= Task brief =
Give the data again, word for word.

Saved data entries:
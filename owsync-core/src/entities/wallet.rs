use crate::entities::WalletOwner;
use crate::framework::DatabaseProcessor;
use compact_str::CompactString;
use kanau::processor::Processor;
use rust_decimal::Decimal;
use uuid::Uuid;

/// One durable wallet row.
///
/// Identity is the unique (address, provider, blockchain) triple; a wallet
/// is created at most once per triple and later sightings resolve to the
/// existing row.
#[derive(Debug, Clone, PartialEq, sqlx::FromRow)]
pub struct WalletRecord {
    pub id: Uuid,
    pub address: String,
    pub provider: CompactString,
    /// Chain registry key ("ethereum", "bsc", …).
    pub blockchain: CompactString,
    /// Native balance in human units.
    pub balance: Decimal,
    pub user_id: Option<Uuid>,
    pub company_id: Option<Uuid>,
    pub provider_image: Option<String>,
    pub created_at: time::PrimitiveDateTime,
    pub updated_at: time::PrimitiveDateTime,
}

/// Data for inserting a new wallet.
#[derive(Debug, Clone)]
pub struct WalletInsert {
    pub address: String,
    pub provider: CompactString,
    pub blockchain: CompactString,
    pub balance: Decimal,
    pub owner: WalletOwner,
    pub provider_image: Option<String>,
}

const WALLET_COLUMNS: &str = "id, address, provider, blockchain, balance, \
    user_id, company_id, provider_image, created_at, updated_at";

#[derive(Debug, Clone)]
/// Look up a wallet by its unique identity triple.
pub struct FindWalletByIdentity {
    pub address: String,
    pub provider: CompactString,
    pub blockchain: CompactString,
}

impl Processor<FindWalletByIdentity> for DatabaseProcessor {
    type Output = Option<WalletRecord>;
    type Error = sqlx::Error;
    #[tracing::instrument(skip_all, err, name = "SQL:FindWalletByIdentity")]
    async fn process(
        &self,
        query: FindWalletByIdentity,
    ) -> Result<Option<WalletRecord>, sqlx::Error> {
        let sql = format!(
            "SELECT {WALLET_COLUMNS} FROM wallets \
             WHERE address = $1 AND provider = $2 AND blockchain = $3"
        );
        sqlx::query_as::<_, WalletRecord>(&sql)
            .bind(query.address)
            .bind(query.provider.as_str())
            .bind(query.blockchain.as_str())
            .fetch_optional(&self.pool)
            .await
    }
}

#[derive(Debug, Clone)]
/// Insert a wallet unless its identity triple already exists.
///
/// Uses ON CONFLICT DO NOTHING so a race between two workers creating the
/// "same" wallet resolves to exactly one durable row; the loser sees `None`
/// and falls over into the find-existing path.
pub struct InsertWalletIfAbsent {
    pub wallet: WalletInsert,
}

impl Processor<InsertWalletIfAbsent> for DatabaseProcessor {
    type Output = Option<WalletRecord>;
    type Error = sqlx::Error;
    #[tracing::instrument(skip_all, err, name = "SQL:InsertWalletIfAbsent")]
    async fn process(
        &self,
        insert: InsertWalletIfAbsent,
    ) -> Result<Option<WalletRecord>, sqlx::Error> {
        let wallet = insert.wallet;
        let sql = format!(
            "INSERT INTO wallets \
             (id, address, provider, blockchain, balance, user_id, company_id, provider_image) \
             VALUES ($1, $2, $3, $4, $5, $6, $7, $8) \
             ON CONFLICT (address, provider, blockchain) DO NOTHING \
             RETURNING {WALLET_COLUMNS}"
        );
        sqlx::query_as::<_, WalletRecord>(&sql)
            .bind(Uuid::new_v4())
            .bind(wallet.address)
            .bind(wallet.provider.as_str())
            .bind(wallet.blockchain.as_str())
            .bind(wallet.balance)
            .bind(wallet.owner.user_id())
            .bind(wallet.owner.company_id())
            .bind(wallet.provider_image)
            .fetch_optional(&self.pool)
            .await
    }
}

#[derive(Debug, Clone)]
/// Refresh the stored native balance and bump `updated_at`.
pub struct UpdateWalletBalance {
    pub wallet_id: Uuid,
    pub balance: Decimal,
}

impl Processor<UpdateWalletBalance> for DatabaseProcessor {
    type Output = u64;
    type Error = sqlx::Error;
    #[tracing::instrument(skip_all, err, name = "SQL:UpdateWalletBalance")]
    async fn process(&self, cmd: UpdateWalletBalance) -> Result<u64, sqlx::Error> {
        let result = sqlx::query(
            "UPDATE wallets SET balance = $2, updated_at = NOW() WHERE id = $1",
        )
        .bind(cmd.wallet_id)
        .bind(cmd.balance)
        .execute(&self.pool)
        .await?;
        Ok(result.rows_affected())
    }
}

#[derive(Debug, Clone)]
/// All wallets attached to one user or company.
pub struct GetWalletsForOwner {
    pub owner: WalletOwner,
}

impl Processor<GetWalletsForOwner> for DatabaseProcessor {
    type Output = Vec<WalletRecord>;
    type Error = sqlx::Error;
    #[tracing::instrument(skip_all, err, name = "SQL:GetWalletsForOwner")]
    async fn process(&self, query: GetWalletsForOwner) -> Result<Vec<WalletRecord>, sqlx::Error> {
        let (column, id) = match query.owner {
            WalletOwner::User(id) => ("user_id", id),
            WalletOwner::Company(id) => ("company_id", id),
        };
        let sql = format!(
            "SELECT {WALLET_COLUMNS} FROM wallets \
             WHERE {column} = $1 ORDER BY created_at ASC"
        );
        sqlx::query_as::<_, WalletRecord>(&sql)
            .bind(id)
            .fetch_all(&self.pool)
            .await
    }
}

= Completed task =
filename owsync-core/src/entities/wallet.rs
use crate::entities::WalletOwner;
use crate::framework::DatabaseProcessor;
use compact_str::CompactString;
use kanau::processor::Processor;
use rust_decimal::Decimal;
use uuid::Uuid;

/// One durable wallet row.
///
/// Identity is the unique (address, provider, blockchain) triple; a wallet
/// is created at most once per triple and later sightings resolve to the
/// existing row.
#[derive(Debug, Clone, PartialEq, sqlx::FromRow)]
pub struct WalletRecord {
    pub id: Uuid,
    pub address: String,
    pub provider: CompactString,
    /// Chain registry key ("ethereum", "bsc", …).
    pub blockchain: CompactString,
    /// Native balance in human units.
    pub balance: Decimal,
    pub user_id: Option<Uuid>,
    pub company_id: Option<Uuid>,
    pub provider_image: Option<String>,
    pub created_at: time::PrimitiveDateTime,
    pub updated_at: time::PrimitiveDateTime,
}

/// Data for inserting a new wallet.
#[derive(Debug, Clone)]
pub struct WalletInsert {
    pub address: String,
    pub provider: CompactString,
    pub blockchain: CompactString,
    pub balance: Decimal,
    pub owner: WalletOwner,
    pub provider_image: Option<String>,
}

const WALLET_COLUMNS: &str = "id, address, provider, blockchain, balance, \
    user_id, company_id, provider_image, created_at, updated_at";

#[derive(Debug, Clone)]
/// Look up a wallet by its unique identity triple.
pub struct FindWalletByIdentity {
    pub address: String,
    pub provider: CompactString,
    pub blockchain: CompactString,
}

impl Processor<FindWalletByIdentity> for DatabaseProcessor {
    type Output = Option<WalletRecord>;
    type Error = sqlx::Error;
    #[tracing::instrument(skip_all, err, name = "SQL:FindWalletByIdentity")]
    async fn process(
        &self,
        query: FindWalletByIdentity,
    ) -> Result<Option<WalletRecord>, sqlx::Error> {
        let sql = format!(
            "SELECT {WALLET_COLUMNS} FROM wallets \
             WHERE address = $1 AND provider = $2 AND blockchain = $3"
        );
        sqlx::query_as::<_, WalletRecord>(&sql)
            .bind(query.address)
            .bind(query.provider.as_str())
            .bind(query.blockchain.as_str())
            .fetch_optional(&self.pool)
            .await
    }
}

#[derive(Debug, Clone)]
/// Insert a wallet unless its identity triple already exists.
///
/// Uses ON CONFLICT DO NOTHING so a race between two workers creating the
/// "same" wallet resolves to exactly one durable row; the loser sees `None`
/// and falls over into the find-existing path.
pub struct InsertWalletIfAbsent {
    pub wallet: WalletInsert,
}

impl Processor<InsertWalletIfAbsent> for DatabaseProcessor {
    type Output = Option<WalletRecord>;
    type Error = sqlx::Error;
    #[tracing::instrument(skip_all, err, name = "SQL:InsertWalletIfAbsent")]
    async fn process(
        &self,
        insert: InsertWalletIfAbsent,
    ) -> Result<Option<WalletRecord>, sqlx::Error> {
        let wallet = insert.wallet;
        let sql = format!(
            "INSERT INTO wallets \
             (id, address, provider, blockchain, balance, user_id, company_id, provider_image) \
             VALUES ($1, $2, $3, $4, $5, $6, $7, $8) \
             ON CONFLICT (address, provider, blockchain) DO NOTHING \
             RETURNING {WALLET_COLUMNS}"
        );
        sqlx::query_as::<_, WalletRecord>(&sql)
            .bind(Uuid::new_v4())
            .bind(wallet.address)
            .bind(wallet.provider.as_str())
            .bind(wallet.blockchain.as_str())
            .bind(wallet.balance)
            .bind(wallet.owner.user_id())
            .bind(wallet.owner.company_id())
            .bind(wallet.provider_image)
            .fetch_optional(&self.pool)
            .await
    }
}

#[derive(Debug, Clone)]
/// Refresh the stored native balance and bump `updated_at`.
pub struct UpdateWalletBalance {
    pub wallet_id: Uuid,
    pub balance: Decimal,
}

impl Processor<UpdateWalletBalance> for DatabaseProcessor {
    type Output = u64;
    type Error = sqlx::Error;
    #[tracing::instrument(skip_all, err, name = "SQL:UpdateWalletBalance")]
    async fn process(&self, cmd: UpdateWalletBalance) -> Result<u64, sqlx::Error> {
        let result = sqlx::query(
            "UPDATE wallets SET balance = $2, updated_at = NOW() WHERE id = $1",
        )
        .bind(cmd.wallet_id)
        .bind(cmd.balance)
        .execute(&self.pool)
        .await?;
        Ok(result.rows_affected())
    }
}

#[derive(Debug, Clone)]
/// All wallets attached to one user or company.
pub struct GetWalletsForOwner {
    pub owner: WalletOwner,
}

impl Processor<GetWalletsForOwner> for DatabaseProcessor {
    type Output = Vec<WalletRecord>;
    type Error = sqlx::Error;
    #[tracing::instrument(skip_all, err, name = "SQL:GetWalletsForOwner")]
    async fn process(&self, query: GetWalletsForOwner) -> Result<Vec<WalletRecord>, sqlx::Error> {
        let (column, id) = match query.owner {
            WalletOwner::User(id) => ("user_id", id),
            WalletOwner::Company(id) => ("company_id", id),
        };
        let sql = format!(
            "SELECT {WALLET_COLUMNS} FROM wallets \
             WHERE {column} = $1 ORDER BY created_at ASC"
        );
        sqlx::query_as::<_, WalletRecord>(&sql)
            .bind(id)
            .fetch_all(&self.pool)
            .await
    }
}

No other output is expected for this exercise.